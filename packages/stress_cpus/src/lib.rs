#![cfg_attr(coverage_nightly, feature(coverage_attribute))]

//! Processor topology, thread pinning and worker migration for hardware stress testing.
//!
//! A stress test runs one worker thread per logical processor and keeps each worker on its
//! processor so a failure can be attributed to a specific piece of silicon. During long runs,
//! workers are periodically moved to other processors so that more pairs of cores, caches and
//! interconnect links get exercised together.
//!
//! This package provides the moving parts for that:
//!
//! * [`CpuTopology`] - the package → NUMA node → core → thread hierarchy, built once from the
//!   hardware thread records a discovery backend reports ([`HardwareThread`]) and optionally
//!   restricted by a [`CpuSetExpression`] or a [`DeviceRange`].
//! * [`LogicalProcessorSet`] - a growable bitmap of processors.
//! * [`pin_to_logical_processor()`] and friends - binding threads to processors.
//! * [`SlicePlan`] - partitioning the cores into bounded slices.
//! * [`DeviceSchedule`] - the migration policies: shuffled queue, uniform random and barrier
//!   rendezvous groups.
//! * [`RunPlan`] - putting the above together for one run, configured by [`ScheduleConfig`].
//!
//! # Devices and processors
//!
//! A *device* is a position in the topology-ordered list of hardware threads. The
//! [`LogicalProcessor`] of a device is the number the operating system uses for it. Workers and
//! schedules work with devices; pinning works with processors.
//!
//! # Example
//!
//! ```
//! use new_zealand::nz;
//! use stress_cpus::fake::TopologyShape;
//! use stress_cpus::{CpuTopology, RunPlan, ScheduleConfig, SchedulePolicy, TopologyBuilder};
//!
//! // A real harness gets these records from a discovery backend.
//! let threads = TopologyShape::new()
//!     .packages(nz!(2))
//!     .cores_per_package(nz!(4))
//!     .threads_per_core(nz!(2))
//!     .threads();
//!
//! let topology = TopologyBuilder::new(threads).build().unwrap();
//! let topology = CpuTopology::install(topology).unwrap();
//!
//! let config = ScheduleConfig::new()
//!     .policy("queue".parse().unwrap())
//!     .max_cores_per_slice(2);
//!
//! let plan = RunPlan::new(topology, &config).unwrap();
//!
//! assert_eq!(plan.worker_count(), 16);
//! assert_eq!(plan.slices().len(), 4);
//! assert_eq!(plan.schedule().unwrap().policy(), SchedulePolicy::Queue);
//! ```
//!
//! # Logging
//!
//! The package reports what it does through [`tracing`](https://docs.rs/tracing). It does not
//! install a subscriber; that is up to the application.
//!
//! # Platform support
//!
//! Thread pinning uses the Linux affinity system calls. On other platforms pinning is simulated:
//! the requested affinity is remembered but the operating system is not asked to apply it.

mod completion_barrier;
mod constants;
mod cpu_topology;
mod cpuset;
mod device_schedule;
mod error;
mod hardware_thread;
mod logical_processor_set;
mod pinning;
mod primitive_types;
mod run_plan;
mod schedule_config;
mod slice_plan;

#[cfg(any(test, feature = "test-util"))]
pub mod fake;

pub(crate) mod pal;

pub use completion_barrier::*;
pub use cpu_topology::*;
pub use cpuset::*;
pub use device_schedule::{DeviceSchedule, Migration};
pub use error::Error;
pub use hardware_thread::*;
pub use logical_processor_set::*;
pub use pinning::{
    ambient_logical_processor_set, current_os_thread_id, pin_thread_to_logical_processor,
    pin_to_logical_processor, pin_to_logical_processors,
};
pub use primitive_types::*;
pub use run_plan::*;
pub use schedule_config::*;
pub use slice_plan::*;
______________________________
- **TASK INSTRUCTIONS**
What is needed is an exact copy of every entry above.

- **TASK SOLUTION**
filename packages/stress_cpus/src/lib.rs
#![cfg_attr(coverage_nightly, feature(coverage_attribute))]

//! Processor topology, thread pinning and worker migration for hardware stress testing.
//!
//! A stress test runs one worker thread per logical processor and keeps each worker on its
//! processor so a failure can be attributed to a specific piece of silicon. During long runs,
//! workers are periodically moved to other processors so that more pairs of cores, caches and
//! interconnect links get exercised together.
//!
//! This package provides the moving parts for that:
//!
//! * [`CpuTopology`] - the package → NUMA node → core → thread hierarchy, built once from the
//!   hardware thread records a discovery backend reports ([`HardwareThread`]) and optionally
//!   restricted by a [`CpuSetExpression`] or a [`DeviceRange`].
//! * [`LogicalProcessorSet`] - a growable bitmap of processors.
//! * [`pin_to_logical_processor()`] and friends - binding threads to processors.
//! * [`SlicePlan`] - partitioning the cores into bounded slices.
//! * [`DeviceSchedule`] - the migration policies: shuffled queue, uniform random and barrier
//!   rendezvous groups.
//! * [`RunPlan`] - putting the above together for one run, configured by [`ScheduleConfig`].
//!
//! # Devices and processors
//!
//! A *device* is a position in the topology-ordered list of hardware threads. The
//! [`LogicalProcessor`] of a device is the number the operating system uses for it. Workers and
//! schedules work with devices; pinning works with processors.
//!
//! # Example
//!
//! ```
//! use new_zealand::nz;
//! use stress_cpus::fake::TopologyShape;
//! use stress_cpus::{CpuTopology, RunPlan, ScheduleConfig, SchedulePolicy, TopologyBuilder};
//!
//! // A real harness gets these records from a discovery backend.
//! let threads = TopologyShape::new()
//!     .packages(nz!(2))
//!     .cores_per_package(nz!(4))
//!     .threads_per_core(nz!(2))
//!     .threads();
//!
//! let topology = TopologyBuilder::new(threads).build().unwrap();
//! let topology = CpuTopology::install(topology).unwrap();
//!
//! let config = ScheduleConfig::new()
//!     .policy("queue".parse().unwrap())
//!     .max_cores_per_slice(2);
//!
//! let plan = RunPlan::new(topology, &config).unwrap();
//!
//! assert_eq!(plan.worker_count(), 16);
//! assert_eq!(plan.slices().len(), 4);
//! assert_eq!(plan.schedule().unwrap().policy(), SchedulePolicy::Queue);
//! ```
//!
//! # Logging
//!
//! The package reports what it does through [`tracing`](https://docs.rs/tracing). It does not
//! install a subscriber; that is up to the application.
//!
//! # Platform support
//!
//! Thread pinning uses the Linux affinity system calls. On other platforms pinning is simulated:
//! the requested affinity is remembered but the operating system is not asked to apply it.

mod completion_barrier;
mod constants;
mod cpu_topology;
mod cpuset;
mod device_schedule;
mod error;
mod hardware_thread;
mod logical_processor_set;
mod pinning;
mod primitive_types;
mod run_plan;
mod schedule_config;
mod slice_plan;

#[cfg(any(test, feature = "test-util"))]
pub mod fake;

pub(crate) mod pal;

pub use completion_barrier::*;
pub use cpu_topology::*;
pub use cpuset::*;
pub use device_schedule::{DeviceSchedule, Migration};
pub use error::Error;
pub use hardware_thread::*;
pub use logical_processor_set::*;
pub use pinning::{
    ambient_logical_processor_set, current_os_thread_id, pin_thread_to_logical_processor,
    pin_to_logical_processor, pin_to_logical_processors,
};
pub use primitive_types::*;
pub use run_plan::*;
pub use schedule_config::*;
pub use slice_plan::*;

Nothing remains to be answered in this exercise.